A built-in registration mechanism can effectively utilise the prior knowledge of consistent anatomy between subjects.
- Score: 13.567073992605797
- License: http://arxiv.org/licenses/nonexclusive-distrib/1.0/
- Abstract: The ability to adapt medical image segmentation networks for a novel class
such as an unseen anatomical or pathological structure, when only a few
labelled examples of this class are available from local healthcare providers,
is sought-after. This potentially addresses two widely recognised limitations
in deploying modern deep learning models to clinical practice,
expertise-and-labour-intensive labelling and cross-institution generalisation.

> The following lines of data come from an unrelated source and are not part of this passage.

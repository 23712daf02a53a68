//! Domain error model.

use thiserror::Error;

/// Result type used across the domain layer.
pub type DomainResult<T> = Result<T, DomainError>;

/// Domain-level error.
///
/// Keep this focused on deterministic business failures (validation,
/// invariants, conflicts). Infrastructure concerns belong elsewhere.
#[derive(Debug, Error, Clone, PartialEq, Eq)]
pub enum DomainError {
    /// A value failed validation (e.g. malformed or out-of-range input).
    #[error("validation failed: {0}")]
    Validation(String),

    /// A domain invariant was violated.
    #[error("invariant violated: {0}")]
    InvariantViolation(String),

    /// An identifier was invalid (e.g. parse failure).
    #[error("invalid identifier: {0}")]
    InvalidId(String),

    /// A requested resource was not found (domain-level).
    #[error("not found")]
    NotFound,

    /// A conflict occurred (e.g. stale version / optimistic concurrency).
    #[error("conflict: {0}")]
    Conflict(String),

    /// Authorization failure at the domain boundary.
    #[error("unauthorized")]
    Unauthorized,
}

impl DomainError {
    pub fn validation(msg: impl Into<String>) -> Self {
        Self::Validation(msg.into())
    }

    pub fn invariant(msg: impl Into<String>) -> Self {
        Self::InvariantViolation(msg.into())
    }

    pub fn invalid_id(msg: impl Into<String>) -> Self {
        Self::InvalidId(msg.into())
    }

    pub fn conflict(msg: impl Into<String>) -> Self {
        Self::Conflict(msg.into())
    }

    pub fn not_found() -> Self {
        Self::NotFound
    }
}

#[cfg(test)]
mod tests {
    use super::*;

    #[test]
    fn display_includes_the_failure_detail() {
        let err = DomainError::validation("sku must not be empty");
        assert_eq!(err.to_string(), "validation failed: sku must not be empty");
    }

    #[test]
    fn factory_helpers_build_the_matching_variant() {
        assert!(matches!(DomainError::invariant("x"), DomainError::InvariantViolation(_)));
        assert!(matches!(DomainError::conflict("x"), DomainError::Conflict(_)));
        assert!(matches!(DomainError::not_found(), DomainError::NotFound));
    }
}
//! Purchasing domain module (purchase orders, event-sourced).
//!
//! Business rules for the procurement lifecycle, implemented purely as
//! deterministic domain logic (no IO, no HTTP, no storage). Goods receipts
//! carry enough detail for the application layer to post matching stock
//! movements in inventory.

pub mod order;

pub use order::{
    AddLine, Approve, CancelOrder, CreatePurchaseOrder, GoodsReceived, LineItem, PurchaseOrder,
    PurchaseOrderApproved, PurchaseOrderCancelled, PurchaseOrderCommand, PurchaseOrderCreated,
    PurchaseOrderEvent, PurchaseOrderId, PurchaseOrderLineAdded, PurchaseOrderStatus, ReceiveGoods,
};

This work presents the first 3D few-shot interclass segmentation network for
medical images, using a labelled multi-institution dataset from prostate cancer
patients with eight regions of interest. We propose an image alignment module
registering the predicted segmentation of both query and support data, in a
standard prototypical learning algorithm, to a reference atlas space. The
built-in registration mechanism can effectively utilise the prior knowledge of
consistent anatomy between subjects, regardless whether they are from the same
institution or not. Experimental results demonstrated that the proposed
registration-assisted prototypical learning significantly improved segmentation
accuracy (p-values<0.01) on query data from a holdout institution, with varying
availability of support data from multiple institutions. We also report the
additional benefits of the proposed 3D networks with 75% fewer parameters and
an arguably simpler implementation, compared with existing 2D few-shot
approaches that segment 2D slices of volumetric medical images.